In skeletal muscles that have been damaged in ways which spare the basal lamina sheaths of the muscle fibers, new myofibers develop within the sheaths and neuromuscular junctions form at the original synaptic sites on them. At the regenerated neuromuscular junctions, as at the original ones, the muscle fibers are characterized by junctional folds and accumulations of acetylcholine receptors and acetylcholinesterase (AChE). The formation of junctional folds and the accumulation of acetylcholine receptors is known to be directed by components of the synaptic portion of the myofiber basal lamina. The aim of this study was to determine whether or not the synaptic basal lamina contains molecules that direct the accumulation of AChE. We crushed frog muscles in a way that caused disintegration and phagocytosis of all cells at the neuromuscular junction, and at the same time, we irreversibly blocked AChE activity. New muscle fibers were allowed to regenerate within the basal lamina sheaths of the original muscle fibers but reinnervation of the muscles was deliberately prevented.
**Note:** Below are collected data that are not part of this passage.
use std::io::Read;

use itertools::Itertools;

use crate::message::{FilePart, ParsedMessage};
use crate::payload::{DeliveryPayload, FileField, FileUpload};

#[derive(Debug, thiserror::Error)]
pub enum AdapterError {
    #[error("unable to read {field} {name:?}: {source}")]
    Unreadable {
        field: FileField,
        name: String,
        source: std::io::Error,
    },
}

fn drain(field: FileField, part: FilePart) -> Result<FileUpload, AdapterError> {
    let FilePart { name, mut data } = part;
    let mut buf = Vec::new();
    match data.read_to_end(&mut buf) {
        Ok(_) => Ok(FileUpload {
            field,
            name,
            data: buf,
        }),
        Err(source) => Err(AdapterError::Unreadable {
            field,
            name,
            source,
        }),
    }
}

/// Map a parsed message onto the provider's form fields.
///
/// Every file stream is read to its end here, once. A stream that fails
/// is reported instead of being relayed as an empty file.
pub fn adapt(message: ParsedMessage) -> Result<DeliveryPayload, AdapterError> {
    let mut payload = DeliveryPayload::new();

    payload.set("from", message.from.to_string());
    payload.set("to", message.to.address);
    payload.set("subject", message.subject);
    payload.set("text", String::from_utf8_lossy(&message.text_body));
    payload.set("html", String::from_utf8_lossy(&message.html_body));

    if !message.cc.is_empty() {
        payload.set("cc", message.cc.iter().map(|a| &a.address).join(","));
    }
    if !message.bcc.is_empty() {
        payload.set("bcc", message.bcc.iter().map(|a| &a.address).join(","));
    }
    if !message.reply_to.is_empty() {
        payload.set_header("Reply-To", message.reply_to.iter().join(", "));
    }
    if !message.in_reply_to.is_empty() {
        payload.set_header("In-Reply-To", message.in_reply_to.join(" "));
    }
    if !message.references.is_empty() {
        payload.set_header("References", message.references.join(" "));
    }

    for part in message.attachments {
        let file = drain(FileField::Attachment, part)?;
        payload.attach(file.field, file.name, file.data);
    }

    // The scalar `inline` field only ever holds the last content-id
    for part in message.embedded_files {
        let file = drain(FileField::Inline, part)?;
        payload.set("inline", file.name.as_str());
        payload.attach(file.field, file.name, file.data);
    }

    Ok(payload)
}
use std::fmt;
use std::io::{Cursor, Read};

use mail_parser::{HeaderValue, MessageParser, MessagePart, MimeHeaders, PartType};

use crate::address::{self, Address};

/// A file carried by the message, either a regular attachment (named by
/// its filename) or an embedded file (named by its content-id).
///
/// The content can only be read once.
pub struct FilePart {
    pub name: String,
    pub data: Box<dyn Read + Send>,
}

impl FilePart {
    pub fn new(name: impl Into<String>, data: impl Read + Send + 'static) -> Self {
        Self {
            name: name.into(),
            data: Box::new(data),
        }
    }

    pub fn from_bytes(name: impl Into<String>, data: Vec<u8>) -> Self {
        Self::new(name, Cursor::new(data))
    }
}

impl fmt::Debug for FilePart {
    fn fmt(&self, f: &mut fmt::Formatter<'_>) -> fmt::Result {
        f.debug_struct("FilePart")
            .field("name", &self.name)
            .finish_non_exhaustive()
    }
}

#[derive(Debug)]
pub struct ParsedMessage {
    pub from: Address,
    pub to: Address,
    pub cc: Vec<Address>,
    pub bcc: Vec<Address>,
    pub subject: String,
    pub text_body: Vec<u8>,
    pub html_body: Vec<u8>,
    pub reply_to: Vec<Address>,
    pub in_reply_to: Vec<String>,
    pub references: Vec<String>,
    pub attachments: Vec<FilePart>,
    pub embedded_files: Vec<FilePart>,
}

#[derive(Debug, thiserror::Error)]
pub enum ParseError {
    #[error("message is empty")]
    Empty,
    #[error("message is not a valid RFC 5322 document")]
    Malformed,
    #[error("message has no recipient")]
    NoRecipient,
    #[error("message has no sender")]
    NoSender,
}

/// Every body part of the wanted kind, in order. Clients interleaving text
/// with inline images produce several of them.
fn body<'a, 'x: 'a>(parts: impl Iterator<Item = &'a MessagePart<'x>>, html: bool) -> Vec<u8> {
    let mut out = Vec::new();
    for part in parts {
        match &part.body {
            PartType::Text(text) if !html => out.extend_from_slice(text.as_bytes()),
            PartType::Html(text) if html => out.extend_from_slice(text.as_bytes()),
            _ => (),
        }
    }
    out
}

fn msg_id(id: &str) -> String {
    format!("<{}>", id.trim().trim_matches(|c: char| c == '<' || c == '>'))
}

fn message_ids(value: &HeaderValue<'_>) -> Vec<String> {
    match value {
        HeaderValue::Text(id) => vec![msg_id(id)],
        HeaderValue::TextList(ids) => ids.iter().map(|id| msg_id(id)).collect(),
        _ => vec![],
    }
}

fn is_attachment_disposition(part: &MessagePart<'_>) -> bool {
    part.content_disposition()
        .map(|d| d.ctype().eq_ignore_ascii_case("attachment"))
        .unwrap_or(false)
}

impl ParsedMessage {
    /// Parse the content received after DATA.
    ///
    /// `from` is the first mailbox of the From header (the envelope sender
    /// when the header is missing), `to` is the first envelope recipient.
    pub fn parse(
        reverse_path: &str,
        forward_paths: &[String],
        raw: &[u8],
    ) -> Result<Self, ParseError> {
        if raw.iter().all(u8::is_ascii_whitespace) {
            return Err(ParseError::Empty);
        }
        let to = match forward_paths {
            [] => return Err(ParseError::NoRecipient),
            [first, others @ ..] => {
                if !others.is_empty() {
                    tracing::warn!(
                        to = %first,
                        dropped = others.len(),
                        "several recipients, only the first one is relayed"
                    );
                }
                Address::bare(first.as_str())
            }
        };

        let message = MessageParser::default()
            .parse(raw)
            .ok_or(ParseError::Malformed)?;

        let from_header = address::from_header(message.from());
        if from_header.len() > 1 {
            tracing::warn!(
                count = from_header.len(),
                "several From mailboxes, only the first one is relayed"
            );
        }
        let from = match from_header.into_iter().next() {
            Some(addr) if !addr.address.is_empty() => addr,
            _ => Address::bare(reverse_path),
        };
        // Null reverse path and no usable From header
        if from.address.is_empty() {
            return Err(ParseError::NoSender);
        }

        let mut attachments = Vec::new();
        let mut embedded_files = Vec::new();
        for part in message.attachments() {
            let data = part.contents().to_vec();
            match part.content_id() {
                Some(cid) if !is_attachment_disposition(part) => {
                    embedded_files.push(FilePart::from_bytes(cid, data))
                }
                _ => attachments.push(FilePart::from_bytes(
                    part.attachment_name().unwrap_or_default(),
                    data,
                )),
            }
        }

        Ok(Self {
            from,
            to,
            cc: address::from_header(message.cc()),
            bcc: address::from_header(message.bcc()),
            subject: message.subject().unwrap_or_default().to_string(),
            text_body: body((0..).map_while(|i| message.text_part(i)), false),
            html_body: body((0..).map_while(|i| message.html_part(i)), true),
            reply_to: address::from_header(message.reply_to()),
            in_reply_to: message_ids(message.in_reply_to()),
            references: message_ids(message.references()),
            attachments,
            embedded_files,
        })
    }
}
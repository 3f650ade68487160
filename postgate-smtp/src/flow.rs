use super::types::*;

#[derive(Debug, Clone, PartialEq)]
pub enum State {
    /// Greeting sent, waiting for HELO/EHLO
    Init,
    Ready {
        helo: String,
    },
    MailFrom {
        helo: String,
        from: String,
    },
    RcptTo {
        helo: String,
        from: String,
        to: Vec<String>,
    },
    /// The client is now sending the message content
    Data(Envelope),
    Quit,
}

impl Default for State {
    fn default() -> Self {
        Self::Init
    }
}

fn bad_sequence(why: &str) -> Reply {
    Reply::new(
        ReplyCode::BAD_SEQUENCE,
        format!("5.5.1 Bad sequence of commands: {}", why),
    )
}

impl State {
    pub fn new() -> Self {
        Self::Init
    }

    fn helo(&self) -> Option<&str> {
        match self {
            Self::Ready { helo } | Self::MailFrom { helo, .. } | Self::RcptTo { helo, .. } => {
                Some(helo)
            }
            Self::Data(env) => Some(&env.helo),
            Self::Init | Self::Quit => None,
        }
    }

    /// Apply a client command, returning the reply to send back.
    pub fn progress(&mut self, cmd: ClientCommand, hostname: &str, limits: &Limits) -> Reply {
        let (new_state, reply) = match (std::mem::replace(self, State::Init), cmd) {
            (Self::Quit, _) => (Self::Quit, bad_sequence("session is closing")),
            (Self::Data(env), _) => (Self::Data(env), bad_sequence("message content expected")),

            // Commands valid in any state
            (_, ClientCommand::Helo(helo)) => {
                tracing::debug!(helo = %helo, "HELO");
                (Self::Ready { helo }, Reply::new(ReplyCode::OKAY, hostname))
            }
            (_, ClientCommand::Ehlo(helo)) => {
                tracing::debug!(helo = %helo, "EHLO");
                let capabilities = vec![
                    hostname.to_string(),
                    "PIPELINING".to_string(),
                    format!("SIZE {}", limits.max_message_size),
                    "8BITMIME".to_string(),
                    "ENHANCEDSTATUSCODES".to_string(),
                ];
                (
                    Self::Ready { helo },
                    Reply::multiline(ReplyCode::OKAY, capabilities),
                )
            }
            (_, ClientCommand::Quit) => (
                Self::Quit,
                Reply::new(
                    ReplyCode::SERVICE_CLOSING,
                    format!("2.0.0 {} Service closing transmission channel", hostname),
                ),
            ),
            (state, ClientCommand::Rset) => {
                let next = match state.helo() {
                    Some(helo) => Self::Ready {
                        helo: helo.to_string(),
                    },
                    None => Self::Init,
                };
                (next, Reply::okay())
            }
            (state, ClientCommand::Noop) => (state, Reply::okay()),
            (state, ClientCommand::Vrfy(_)) => (
                state,
                Reply::new(
                    ReplyCode::CANNOT_VRFY,
                    "2.5.0 Cannot VRFY user, but will accept message and attempt delivery",
                ),
            ),
            (state, ClientCommand::Help) => (
                state,
                Reply::new(
                    ReplyCode::HELP_MESSAGE,
                    "2.0.0 Supported commands: HELO EHLO MAIL RCPT DATA RSET NOOP VRFY HELP QUIT",
                ),
            ),

            // Transaction
            (Self::Init, _) => (Self::Init, bad_sequence("send HELO/EHLO first")),
            (Self::Ready { helo }, ClientCommand::Mail { from, size }) => match size {
                Some(size) if size > limits.max_message_size as u64 => {
                    tracing::info!(from = %from, size, "announced message is too big");
                    (Self::Ready { helo }, Reply::message_too_big())
                }
                _ => {
                    let reply = Reply::new(
                        ReplyCode::OKAY,
                        format!("2.1.0 Originator <{}> ok", from),
                    );
                    (Self::MailFrom { helo, from }, reply)
                }
            },
            (state @ (Self::MailFrom { .. } | Self::RcptTo { .. }), ClientCommand::Mail { .. }) => {
                (state, bad_sequence("nested MAIL command"))
            }
            (Self::Ready { helo }, ClientCommand::Rcpt { .. }) => {
                (Self::Ready { helo }, bad_sequence("need MAIL before RCPT"))
            }
            (state @ (Self::MailFrom { .. } | Self::RcptTo { .. }), ClientCommand::Rcpt { to })
                if to.is_empty() =>
            {
                (
                    state,
                    Reply::new(
                        ReplyCode::SYNTAX_ERROR,
                        "5.1.3 Bad recipient address syntax",
                    ),
                )
            }
            (Self::MailFrom { helo, from }, ClientCommand::Rcpt { to }) => {
                let reply = Reply::new(ReplyCode::OKAY, format!("2.1.5 Recipient <{}> ok", to));
                (
                    Self::RcptTo {
                        helo,
                        from,
                        to: vec![to],
                    },
                    reply,
                )
            }
            (Self::RcptTo { helo, from, mut to }, ClientCommand::Rcpt { to: rcpt }) => {
                if to.len() >= limits.max_recipients {
                    let reply = Reply::new(
                        ReplyCode::INSUFFICIENT_STORAGE,
                        "4.5.3 Too many recipients",
                    );
                    (Self::RcptTo { helo, from, to }, reply)
                } else {
                    let reply =
                        Reply::new(ReplyCode::OKAY, format!("2.1.5 Recipient <{}> ok", rcpt));
                    to.push(rcpt);
                    (Self::RcptTo { helo, from, to }, reply)
                }
            }
            (Self::Ready { helo }, ClientCommand::Data) => {
                (Self::Ready { helo }, bad_sequence("need MAIL before DATA"))
            }
            (Self::MailFrom { helo, from }, ClientCommand::Data) => (
                Self::MailFrom { helo, from },
                bad_sequence("need RCPT before DATA"),
            ),
            (Self::RcptTo { helo, from, to }, ClientCommand::Data) => (
                Self::Data(Envelope {
                    helo,
                    reverse_path: from,
                    forward_paths: to,
                }),
                Reply::new(
                    ReplyCode::START_MAIL_INPUT,
                    "Start mail input; end with <CRLF>.<CRLF>",
                ),
            ),
        };

        *self = new_state;
        reply
    }

    /// Leave the DATA state once the message content has been read,
    /// returning the envelope of the finished transaction.
    pub fn take_envelope(&mut self) -> Option<Envelope> {
        match std::mem::replace(self, State::Init) {
            Self::Data(env) => {
                *self = Self::Ready {
                    helo: env.helo.clone(),
                };
                Some(env)
            }
            other => {
                *self = other;
                None
            }
        }
    }

    pub fn is_data(&self) -> bool {
        matches!(self, Self::Data(_))
    }

    pub fn is_quit(&self) -> bool {
        matches!(self, Self::Quit)
    }
}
We then stained for AChE activity and searched the surface of the new muscle fibers for deposits of enzyme they had produced. Despite the absence of innervation, AChE preferentially accumulated at points where the plasma membrane of the new muscle fibers was apposed to the regions of the basal lamina that had occupied the synaptic cleft at the neuromuscular junctions. We therefore conclude that molecules stably attached to the synaptic portion of myofiber basal lamina direct the accumulation of AChE at the original synaptic sites in regenerating muscle. Additional studies revealed that the AChE was solubilized by collagenase and that it remained adherent to basal lamina sheaths after degeneration of the new myofibers, indicating that it had become incorporated into the basal lamina, as at normal neuromuscular junctions.